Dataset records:

※ ※ ※

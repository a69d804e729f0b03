//! # Decoder
//!
//! Converts raw [`Value`]s to a requested [`Cast`].
//!
//! The converter table is open: [`Decoder::register`] adds or replaces the
//! converter for any cast, including [`Cast::Custom`] ones. Each data node
//! owns an `Arc<Decoder>`; share one instance across nodes with
//! `with_decoder` when custom converters are registered.
//!
//! # String forms
//! - bool: `1`, `t`, `true`, `y` / `0`, `f`, `false`, `n`, any case
//! - list: items separated by `,`, trimmed
//! - map: pairs separated by `;`, each `key=value`, trimmed
//! - date / datetime: ISO-8601 prefix (10 / 19 characters), offsets ignored
//! - time: `HH:MM:SS` with optional fractional seconds

use chrono::{NaiveDate, NaiveDateTime, NaiveTime, Timelike};
use errors::{BoxError, DecodeError};
use parking_lot::RwLock;
use std::collections::HashMap;
use std::fmt;
use std::sync::Arc;
use strata_core::value::{LIST_DELIMITER, MAP_DELIMITER};
use strata_core::{ConfigMap, Value};

const TRUE_VALUES: [&str; 4] = ["1", "t", "true", "y"];
const FALSE_VALUES: [&str; 4] = ["0", "f", "false", "n"];

/// Target type of a decode.
#[derive(Debug, Clone, PartialEq, Eq, Hash)]
pub enum Cast {
    Bool,
    Int,
    Float,
    Str,
    List,
    Map,
    Date,
    DateTime,
    Time,
    /// A caller-registered target.
    Custom(String),
}

impl Cast {
    pub fn custom(name: impl Into<String>) -> Self {
        Self::Custom(name.into())
    }
}

impl fmt::Display for Cast {
    fn fmt(&self, f: &mut fmt::Formatter<'_>) -> fmt::Result {
        match self {
            Self::Bool => f.write_str("bool"),
            Self::Int => f.write_str("int"),
            Self::Float => f.write_str("float"),
            Self::Str => f.write_str("str"),
            Self::List => f.write_str("list"),
            Self::Map => f.write_str("map"),
            Self::Date => f.write_str("date"),
            Self::DateTime => f.write_str("datetime"),
            Self::Time => f.write_str("time"),
            Self::Custom(name) => f.write_str(name),
        }
    }
}

/// A conversion function. Errors are wrapped into [`DecodeError::Conversion`].
pub type Converter = Arc<dyn Fn(&Value) -> Result<Value, BoxError> + Send + Sync>;

pub struct Decoder {
    converters: RwLock<HashMap<Cast, Converter>>,
}

impl Decoder {
    /// Decoder with the built-in converters.
    pub fn new() -> Self {
        let decoder = Self::empty();
        decoder.register(Cast::Bool, to_bool);
        decoder.register(Cast::Int, to_int);
        decoder.register(Cast::Float, to_float);
        decoder.register(Cast::Str, to_str);
        decoder.register(Cast::List, to_list);
        decoder.register(Cast::Map, to_map);
        decoder.register(Cast::Date, to_date);
        decoder.register(Cast::DateTime, to_datetime);
        decoder.register(Cast::Time, to_time);
        decoder
    }

    /// Decoder without any converter.
    pub fn empty() -> Self {
        Self {
            converters: RwLock::new(HashMap::new()),
        }
    }

    /// Add or replace the converter for `cast`.
    pub fn register(
        &self,
        cast: Cast,
        converter: impl Fn(&Value) -> Result<Value, BoxError> + Send + Sync + 'static,
    ) {
        self.converters.write().insert(cast, Arc::new(converter));
    }

    pub fn unregister(&self, cast: &Cast) -> Option<Converter> {
        self.converters.write().remove(cast)
    }

    pub fn supports(&self, cast: &Cast) -> bool {
        self.converters.read().contains_key(cast)
    }

    pub fn decode(&self, value: &Value, cast: &Cast) -> Result<Value, DecodeError> {
        if value.is_null() {
            return Err(DecodeError::NullValue {
                target: cast.to_string(),
            });
        }

        let converter = self
            .converters
            .read()
            .get(cast)
            .cloned()
            .ok_or_else(|| DecodeError::Unsupported {
                target: cast.to_string(),
            })?;

        converter(value).map_err(|e| DecodeError::conversion(value.to_string(), cast.to_string(), e))
    }

    /// Decode straight into a Rust type.
    pub fn decode_as<T: FromValue>(&self, value: &Value) -> Result<T, DecodeError> {
        extract(self.decode(value, &T::CAST)?)
    }
}

impl Default for Decoder {
    fn default() -> Self {
        Self::new()
    }
}

impl fmt::Debug for Decoder {
    fn fmt(&self, f: &mut fmt::Formatter<'_>) -> fmt::Result {
        let mut casts: Vec<String> = self.converters.read().keys().map(Cast::to_string).collect();
        casts.sort();
        f.debug_struct("Decoder").field("casts", &casts).finish()
    }
}

fn expected_str(value: &Value) -> BoxError {
    format!("expected str, got {}", value.type_name()).into()
}

fn to_bool(value: &Value) -> Result<Value, BoxError> {
    if let Value::Bool(b) = value {
        return Ok(Value::Bool(*b));
    }

    let text = value.to_string().to_lowercase();
    if TRUE_VALUES.contains(&text.as_str()) {
        Ok(Value::Bool(true))
    } else if FALSE_VALUES.contains(&text.as_str()) {
        Ok(Value::Bool(false))
    } else {
        Err(format!("could not convert string to bool: {}", text).into())
    }
}

fn to_int(value: &Value) -> Result<Value, BoxError> {
    match value {
        Value::Int(i) => Ok(Value::Int(*i)),
        Value::Float(f) if f.is_finite() => Ok(Value::Int(f.trunc() as i64)),
        Value::Bool(b) => Ok(Value::Int(i64::from(*b))),
        Value::String(s) => Ok(Value::Int(s.trim().parse::<i64>()?)),
        other => Err(format!("cannot convert {} to int", other.type_name()).into()),
    }
}

fn to_float(value: &Value) -> Result<Value, BoxError> {
    match value {
        Value::Float(f) => Ok(Value::Float(*f)),
        Value::Int(i) => Ok(Value::Float(*i as f64)),
        Value::Bool(b) => Ok(Value::Float(if *b { 1.0 } else { 0.0 })),
        Value::String(s) => Ok(Value::Float(s.trim().parse::<f64>()?)),
        other => Err(format!("cannot convert {} to float", other.type_name()).into()),
    }
}

fn to_str(value: &Value) -> Result<Value, BoxError> {
    Ok(Value::String(value.to_string()))
}

fn to_list(value: &Value) -> Result<Value, BoxError> {
    match value {
        Value::List(items) => Ok(Value::List(items.clone())),
        Value::String(s) if s.trim().is_empty() => Ok(Value::List(Vec::new())),
        Value::String(s) => Ok(Value::List(
            s.split(LIST_DELIMITER)
                .map(|item| Value::from(item.trim()))
                .collect(),
        )),
        other => Err(expected_str(other)),
    }
}

fn to_map(value: &Value) -> Result<Value, BoxError> {
    match value {
        Value::Map(map) => Ok(Value::Map(map.clone())),
        Value::String(s) => {
            let mut map = ConfigMap::new();
            for pair in s.split(MAP_DELIMITER).filter(|p| !p.trim().is_empty()) {
                let (key, value) = pair
                    .split_once('=')
                    .ok_or_else(|| format!("expected key=value, got {:?}", pair.trim()))?;
                map.insert(key.trim(), value.trim());
            }
            Ok(Value::Map(map))
        }
        other => Err(expected_str(other)),
    }
}

fn prefix(s: &str, len: usize) -> &str {
    s.get(..len).unwrap_or(s)
}

fn to_date(value: &Value) -> Result<Value, BoxError> {
    match value {
        Value::Date(d) => Ok(Value::Date(*d)),
        Value::DateTime(dt) => Ok(Value::Date(dt.date())),
        Value::String(s) => Ok(Value::Date(NaiveDate::parse_from_str(
            prefix(s, 10),
            "%Y-%m-%d",
        )?)),
        other => Err(expected_str(other)),
    }
}

fn to_datetime(value: &Value) -> Result<Value, BoxError> {
    match value {
        Value::DateTime(dt) => Ok(Value::DateTime(*dt)),
        Value::Date(d) => Ok(Value::DateTime(d.and_time(NaiveTime::MIN))),
        Value::String(s) => Ok(Value::DateTime(NaiveDateTime::parse_from_str(
            prefix(s, 19),
            "%Y-%m-%dT%H:%M:%S",
        )?)),
        other => Err(expected_str(other)),
    }
}

fn to_time(value: &Value) -> Result<Value, BoxError> {
    match value {
        Value::Time(t) => Ok(Value::Time(*t)),
        Value::DateTime(dt) => {
            let time = dt.time();
            Ok(Value::Time(time.with_nanosecond(0).unwrap_or(time)))
        }
        Value::String(s) => {
            let format = if s.len() > 8 { "%H:%M:%S%.f" } else { "%H:%M:%S" };
            Ok(Value::Time(NaiveTime::parse_from_str(s, format)?))
        }
        other => Err(expected_str(other)),
    }
}

/// Rust types a [`Value`] can be decoded into.
/// Extract `T` from a value converted with `T::CAST`, reporting values the
/// type cannot hold (e.g. `70000` as `u16`) as conversion errors.
pub(crate) fn extract<T: FromValue>(value: Value) -> Result<T, DecodeError> {
    let rendered = value.to_string();
    T::from_value(value).ok_or_else(|| {
        let target = std::any::type_name::<T>();
        DecodeError::conversion(rendered, target, format!("value out of range for {target}"))
    })
}

pub trait FromValue: Sized {
    /// Cast used to convert the raw value before extraction.
    const CAST: Cast;

    /// Extract from a value already converted with [`Self::CAST`].
    fn from_value(value: Value) -> Option<Self>;
}

impl FromValue for bool {
    const CAST: Cast = Cast::Bool;

    fn from_value(value: Value) -> Option<Self> {
        value.as_bool()
    }
}

impl FromValue for i64 {
    const CAST: Cast = Cast::Int;

    fn from_value(value: Value) -> Option<Self> {
        value.as_i64()
    }
}

macro_rules! from_value_int {
    ($($ty:ty),*) => {
        $(
            impl FromValue for $ty {
                const CAST: Cast = Cast::Int;

                fn from_value(value: Value) -> Option<Self> {
                    value.as_i64().and_then(|i| <$ty>::try_from(i).ok())
                }
            }
        )*
    };
}

from_value_int!(i32, u16, u32, u64, usize);

impl FromValue for f64 {
    const CAST: Cast = Cast::Float;

    fn from_value(value: Value) -> Option<Self> {
        value.as_f64()
    }
}

impl FromValue for String {
    const CAST: Cast = Cast::Str;

    fn from_value(value: Value) -> Option<Self> {
        match value {
            Value::String(s) => Some(s),
            _ => None,
        }
    }
}

impl FromValue for Vec<Value> {
    const CAST: Cast = Cast::List;

    fn from_value(value: Value) -> Option<Self> {
        match value {
            Value::List(items) => Some(items),
            _ => None,
        }
    }
}

impl FromValue for Vec<String> {
    const CAST: Cast = Cast::List;

    fn from_value(value: Value) -> Option<Self> {
        match value {
            Value::List(items) => Some(items.iter().map(Value::to_string).collect()),
            _ => None,
        }
    }
}

impl FromValue for ConfigMap {
    const CAST: Cast = Cast::Map;

    fn from_value(value: Value) -> Option<Self> {
        match value {
            Value::Map(map) => Some(map),
            _ => None,
        }
    }
}

impl FromValue for NaiveDate {
    const CAST: Cast = Cast::Date;

    fn from_value(value: Value) -> Option<Self> {
        match value {
            Value::Date(d) => Some(d),
            _ => None,
        }
    }
}

impl FromValue for NaiveDateTime {
    const CAST: Cast = Cast::DateTime;

    fn from_value(value: Value) -> Option<Self> {
        match value {
            Value::DateTime(dt) => Some(dt),
            _ => None,
        }
    }
}

impl FromValue for NaiveTime {
    const CAST: Cast = Cast::Time;

    fn from_value(value: Value) -> Option<Self> {
        match value {
            Value::Time(t) => Some(t),
            _ => None,
        }
    }
}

※ ※ ※

= Required action =
Look through the records above and please copy every line in which the string "NaiveDateTime" occurs.

= Answer box =
use chrono::{NaiveDate, NaiveDateTime, NaiveTime, Timelike};
        Value::String(s) => Ok(Value::DateTime(NaiveDateTime::parse_from_str(
impl FromValue for NaiveDateTime {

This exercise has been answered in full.